===== ENTRIES SUPPLIED =====

//! Materialized result rows.

use std::fmt;
use std::ops::Index;

use crate::error::{Error, Result};
use crate::statement::{Ownership, Statement};
use crate::value::CellValue;

/// One named column of a [`ResultRow`].
#[derive(Debug, Clone, PartialEq)]
pub struct ResultCell {
    pub name: String,
    pub value: CellValue<'static>,
}

/// An ordered snapshot of every column of one result row.
///
/// Columns keep result-set order. Names need not be unique (joins may
/// repeat them); name lookups return the first match.
///
/// # Examples
///
/// ```
/// use sqlite_cursor::Database;
///
/// let db = Database::open_in_memory().unwrap();
/// let mut rows = db.exec("SELECT 1 AS x, 'a' AS y").unwrap();
/// let row = rows.current().unwrap();
///
/// assert_eq!(row.len(), 2);
/// assert_eq!(row[0].value.get_integer().unwrap(), 1);
/// assert_eq!(row["y"].get_text().unwrap(), "a");
/// assert_eq!(row.index_of("y"), Some(1));
/// assert_eq!(row.index_of("z"), None);
/// ```
#[derive(Debug, Clone, Default, PartialEq)]
pub struct ResultRow {
    columns: Vec<ResultCell>,
}

impl ResultRow {
    pub fn new(columns: Vec<ResultCell>) -> Self {
        Self { columns }
    }

    /// Reads every column of the statement's current row, copying text and
    /// blob bytes out of the engine buffer.
    pub(crate) fn materialize<O: Ownership>(statement: &Statement<'_, O>) -> Result<Self> {
        let count = statement.column_count();
        let mut columns = Vec::with_capacity(count);
        for column in 0..count {
            columns.push(ResultCell {
                name: statement.column_name(column)?,
                value: statement.cell(column)?.into_owned(),
            });
        }
        Ok(Self { columns })
    }

    /// Number of columns.
    pub fn len(&self) -> usize {
        self.columns.len()
    }

    pub fn is_empty(&self) -> bool {
        self.columns.is_empty()
    }

    pub fn get(&self, index: usize) -> Option<&ResultCell> {
        self.columns.get(index)
    }

    /// Position of the first column called `name`.
    pub fn index_of(&self, name: &str) -> Option<usize> {
        self.columns.iter().position(|cell| cell.name == name)
    }

    /// Value of the first column called `name`.
    pub fn get_by_name(&self, name: &str) -> Option<&CellValue<'static>> {
        self.index_of(name).map(|index| &self.columns[index].value)
    }

    /// Like [`get_by_name`](Self::get_by_name), failing with
    /// [`Error::ColumnNotFound`] when no column matches.
    pub fn value(&self, name: &str) -> Result<&CellValue<'static>> {
        self.get_by_name(name)
            .ok_or_else(|| Error::ColumnNotFound(name.to_string()))
    }

    pub fn first(&self) -> Option<&ResultCell> {
        self.columns.first()
    }

    pub fn last(&self) -> Option<&ResultCell> {
        self.columns.last()
    }

    pub fn iter(&self) -> std::slice::Iter<'_, ResultCell> {
        self.columns.iter()
    }

    pub fn names(&self) -> impl Iterator<Item = &str> {
        self.columns.iter().map(|cell| cell.name.as_str())
    }

    pub fn into_columns(self) -> Vec<ResultCell> {
        self.columns
    }
}

impl Index<usize> for ResultRow {
    type Output = ResultCell;

    fn index(&self, index: usize) -> &ResultCell {
        &self.columns[index]
    }
}

/// Panics if no column carries `name`; use
/// [`get_by_name`](ResultRow::get_by_name) to check first.
impl Index<&str> for ResultRow {
    type Output = CellValue<'static>;

    fn index(&self, name: &str) -> &CellValue<'static> {
        match self.get_by_name(name) {
            Some(value) => value,
            None => panic!("no column named '{name}' in result row"),
        }
    }
}

impl<'a> IntoIterator for &'a ResultRow {
    type Item = &'a ResultCell;
    type IntoIter = std::slice::Iter<'a, ResultCell>;

    fn into_iter(self) -> Self::IntoIter {
        self.columns.iter()
    }
}

impl IntoIterator for ResultRow {
    type Item = ResultCell;
    type IntoIter = std::vec::IntoIter<ResultCell>;

    fn into_iter(self) -> Self::IntoIter {
        self.columns.into_iter()
    }
}

/// Renders `name=value` pairs separated by `|`.
impl fmt::Display for ResultRow {
    fn fmt(&self, f: &mut fmt::Formatter<'_>) -> fmt::Result {
        for (position, cell) in self.columns.iter().enumerate() {
            if position > 0 {
                f.write_str("|")?;
            }
            write!(f, "{}={}", cell.name, cell.value)?;
        }
        Ok(())
    }
}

=====

Exactly as they appear above, output the lines of the data from the first through the one that contains "let mut columns", and only those lines.

■ EXERCISE OUTPUT ■
//! Materialized result rows.

use std::fmt;
use std::ops::Index;

use crate::error::{Error, Result};
use crate::statement::{Ownership, Statement};
use crate::value::CellValue;

/// One named column of a [`ResultRow`].
#[derive(Debug, Clone, PartialEq)]
pub struct ResultCell {
    pub name: String,
    pub value: CellValue<'static>,
}

/// An ordered snapshot of every column of one result row.
///
/// Columns keep result-set order. Names need not be unique (joins may
/// repeat them); name lookups return the first match.
///
/// # Examples
///
/// ```
/// use sqlite_cursor::Database;
///
/// let db = Database::open_in_memory().unwrap();
/// let mut rows = db.exec("SELECT 1 AS x, 'a' AS y").unwrap();
/// let row = rows.current().unwrap();
///
/// assert_eq!(row.len(), 2);
/// assert_eq!(row[0].value.get_integer().unwrap(), 1);
/// assert_eq!(row["y"].get_text().unwrap(), "a");
/// assert_eq!(row.index_of("y"), Some(1));
/// assert_eq!(row.index_of("z"), None);
/// ```
#[derive(Debug, Clone, Default, PartialEq)]
pub struct ResultRow {
    columns: Vec<ResultCell>,
}

impl ResultRow {
    pub fn new(columns: Vec<ResultCell>) -> Self {
        Self { columns }
    }

    /// Reads every column of the statement's current row, copying text and
    /// blob bytes out of the engine buffer.
    pub(crate) fn materialize<O: Ownership>(statement: &Statement<'_, O>) -> Result<Self> {
        let count = statement.column_count();
        let mut columns = Vec::with_capacity(count);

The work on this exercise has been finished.